4.2. Dependent Variables

Two dependent variables were of interest: value-based purchasing TPS to measure healthcare quality and net operating profit margin to measure financial performance. Value-based purchasing TPS is a measure designed by the Centers for Medicare and Medicaid Services (CMS). This measure is a linear combination of efficiency/cost reduction, clinical care, patient experience, and safety metrics [32]. Net operating profit margin is defined as: (Net Patient Revenue—Total Operating Expenses)/Net Patient Revenue. It is an important measure of how well an organization enhances revenue and controls its costs in its core business operations, with positive values indicating earnings and negative values indicating losses [31].

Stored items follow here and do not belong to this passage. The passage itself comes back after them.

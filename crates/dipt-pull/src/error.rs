//! Error types for pulls.

use std::time::Duration;

use dipt_core::{classify, ErrorKind, PullStage, ReferenceError, RegistryError};
use thiserror::Error;

use crate::mirror::MirrorError;
use crate::retry::RetryError;

/// A registry client failure tagged with the stage it happened in.
#[derive(Debug, Error)]
#[error("{stage} failed: {source}")]
pub struct StageError {
    /// Stage that failed.
    pub stage: PullStage,
    /// Raw client error.
    #[source]
    pub source: RegistryError,
}

impl StageError {
    /// Creates a stage error.
    pub const fn new(stage: PullStage, source: RegistryError) -> Self {
        Self { stage, source }
    }

    /// Returns true if the failure happened while writing the archive.
    pub fn is_persist(&self) -> bool {
        self.stage == PullStage::Persist
    }
}

/// Raw pull failure, before classification.
#[derive(Debug, Error)]
pub enum PullError {
    /// The image name could not be parsed.
    #[error(transparent)]
    Reference(#[from] ReferenceError),

    /// A stage failed outside the retry executor.
    #[error(transparent)]
    Stage(#[from] StageError),

    /// A retried stage ran out of attempts or was aborted.
    #[error(transparent)]
    Retry(#[from] RetryError<StageError>),

    /// The mirror run failed, origin attempt included.
    #[error(transparent)]
    Mirror(Box<MirrorError<PullError>>),

    /// The overall deadline expired; the in-flight request was dropped.
    #[error("pull did not finish within {}s: {source}", .after.as_secs())]
    TimedOut {
        /// Configured deadline.
        after: Duration,
        /// Timeout description.
        #[source]
        source: RegistryError,
    },

    /// The mirror probe client could not be created.
    #[error("failed to create mirror probe client: {0}")]
    Probe(#[source] RegistryError),
}

impl From<MirrorError<Self>> for PullError {
    fn from(err: MirrorError<Self>) -> Self {
        Self::Mirror(Box::new(err))
    }
}

impl PullError {
    /// Creates a timeout error for an overall deadline.
    pub fn timed_out(after: Duration, image: &str) -> Self {
        Self::TimedOut {
            after,
            source: RegistryError::timeout(format!("pull of {image}")),
        }
    }

    /// Returns true if the failure happened while writing the archive.
    pub fn is_persist(&self) -> bool {
        match self {
            Self::Stage(err) => err.is_persist(),
            Self::Retry(err) => err.last_error().is_persist(),
            _ => false,
        }
    }

    /// Classifies the failure.
    ///
    /// Malformed references count as not found and deadline expiry as a
    /// network failure. For mirror runs the last error of the run decides.
    pub fn kind(&self) -> ErrorKind {
        match self {
            Self::Reference(_) => ErrorKind::ImageNotFound,
            Self::TimedOut { .. } => ErrorKind::Network,
            Self::Mirror(mirror) => match mirror.as_ref() {
                MirrorError::Origin { source }
                | MirrorError::Fatal { source, .. }
                | MirrorError::Exhausted { origin: source, .. } => source.kind(),
            },
            other => classify(Some(other)).unwrap_or(ErrorKind::Unknown),
        }
    }
}

#[cfg(test)]
mod tests {
    use super::*;
    use dipt_core::Diagnostic;

    fn unauthorized() -> RegistryError {
        RegistryError::api("u", 401, vec![Diagnostic::new("UNAUTHORIZED", "")])
    }

    #[test]
    fn test_reference_error_is_not_found() {
        let err = PullError::from(ReferenceError::new("Bad", "uppercase"));
        assert_eq!(err.kind(), ErrorKind::ImageNotFound);
    }

    #[test]
    fn test_timeout_is_network() {
        let err = PullError::timed_out(Duration::from_secs(120), "nginx");
        assert_eq!(err.kind(), ErrorKind::Network);
        assert!(err.to_string().contains("120s"));
    }

    #[test]
    fn test_retry_chain_is_classified() {
        let err = PullError::from(RetryError::Exhausted {
            label: "fetch-metadata".into(),
            retries: 3,
            source: StageError::new(PullStage::FetchMetadata, unauthorized()),
        });
        assert_eq!(err.kind(), ErrorKind::Unauthorized);
    }

    #[test]
    fn test_mirror_run_uses_origin_error() {
        let mirror_error = PullError::from(StageError::new(PullStage::FetchMetadata, unauthorized()));
        let origin = PullError::from(StageError::new(
            PullStage::FetchMetadata,
            RegistryError::connection("index.docker.io", "connection refused"),
        ));
        let err = PullError::from(MirrorError::Exhausted {
            last_mirror: "https://m.example".into(),
            mirror_error,
            origin,
        });
        assert_eq!(err.kind(), ErrorKind::Network);
        assert!(err.to_string().contains("https://m.example"));
    }

    #[test]
    fn test_persist_stage() {
        let err = StageError::new(PullStage::Persist, RegistryError::Other("disk full".into()));
        assert!(err.is_persist());
        assert_eq!(err.to_string(), "persist failed: disk full");
    }

    #[test]
    fn test_persist_failure_seen_through_retry() {
        let direct = PullError::from(StageError::new(
            PullStage::Persist,
            RegistryError::Other("disk full".into()),
        ));
        assert!(direct.is_persist());

        let retried = PullError::from(RetryError::Aborted {
            label: "pull via https://m.example".into(),
            attempt: 0,
            source: StageError::new(PullStage::Persist, RegistryError::Other("disk full".into())),
        });
        assert!(retried.is_persist());

        let fetch = PullError::from(StageError::new(PullStage::FetchMetadata, unauthorized()));
        assert!(!fetch.is_persist());
    }
}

4.3. Independent Variables

Five groups of variables served as controls. These groups included demographics, economic variables, health status, case complexity, and leader certification. Demographic control variables, based on the hospitals’ counties, included population, population density, racial distribution, and the proportion of population over 65 years old. Economic variables from the Bureau of Labor Statistics included estimates for unemployment rate (2019 data available) and household income (2018 data). Health status controls included the proportion of the population (by county) with obesity, cancer, Chronic Obstructive Pulmonary Disorder (COPD), diabetes, and heart failure. One variable, the average Case Mix Index (CMI) in the county, served as information about the hospitals’ case complexity. To account for competition, acute beds in the county was considered as a possible variable, but it was highly correlated with the 2020 population estimate for the county (r = 0.99) and thus omitted due to collinearity and the associated estimation issues (e.g., unreliable parameter estimates, inflated standard errors, etc.). Leadership ACHE certifications and leader graduate program CAHME accreditation was the final group. The FACHE status for the Chief Executive Officer (CEO), Chief Operating Officer (COO), and Chief Financial Officer (CFO) were tracked as trichotomous variables: No, Yes, Unknown. Further, the leaders’ graduate program CAHME status was also tracked in the same fashion. Feature engineering from these variables produced three dichotomous variables: any of the three leaders with known FACHE status, any of the three leader graduate programs with known CAHME accreditation, any leader FACHE or leader program CAHME certification. The number of leaders with known certifications was also tallied for FACHE, CAHME, and both FACHE and CAHME.

4.4. Models

The models of interest for both research questions follow Equation (1). In Equation (1), each dependent variable (y) is evaluated as a function (f) of demographic variables (d), economic variables (e), health status variables (h), competition/complexity variables (c), leadership credentials/university credentials (x), and error (e).
y = f (d, e, h, c, x, e)
To prevent overfitting, lasso, ridge, and elastic net regression analyses were built using leave-one-out cross validation (LOOCV). This technique fits n (in this case 199) models, leaving one observation out each time for forecasting. Then, the forecasting metrics (i.e., root mean squared error, coefficient of determination) are compiled on the set of forecasts. Lasso and ridge provide L1 (absolute deviation) and L2 (squared deviation) penalty functions to regression models (respectively) in order to produce parsimonious models without overfitting. Elastic net combines both the L1 and L2 penalty functions via a weighting parameter. These techniques are essential in that they identify the variables in the model that are likely to be important. Asymptotically, the Akaike Information Criterion produces the same model as LOOCV. The technique producing the smallest predicted root mean squared error (RMSE) from parameter-tuning of the penalty functions was chosen to build the final ordinary least squares regression model that is unbiased.

4.5. Software

Non-online data were maintained in Microsoft Excel [33] and .csv files, while all analysis was performed in the R statistical software program [34]. The integrated development environment, R Studio, provided the platform for programming. Elastic net [35], lasso regression [36], and Tikhonov (ridge) regression [37] were performed in the glmnet package in R [38]. All analyses are freely available here: https://rpubs.com/R-Minator/AC.

5. Analyses and Results

5.1. Dependent Variables Descriptive Statistics

Table 2 provides the descriptive statistics for the quantitative and dichotomous variables. The “average” hospital had an operating profit margin of −0.09, a TPS score of 36.06, and served a county population of 1.2 million. The descriptive results for these variables indicate that the average hospital in Texas is not profitable and that quality assessment is low.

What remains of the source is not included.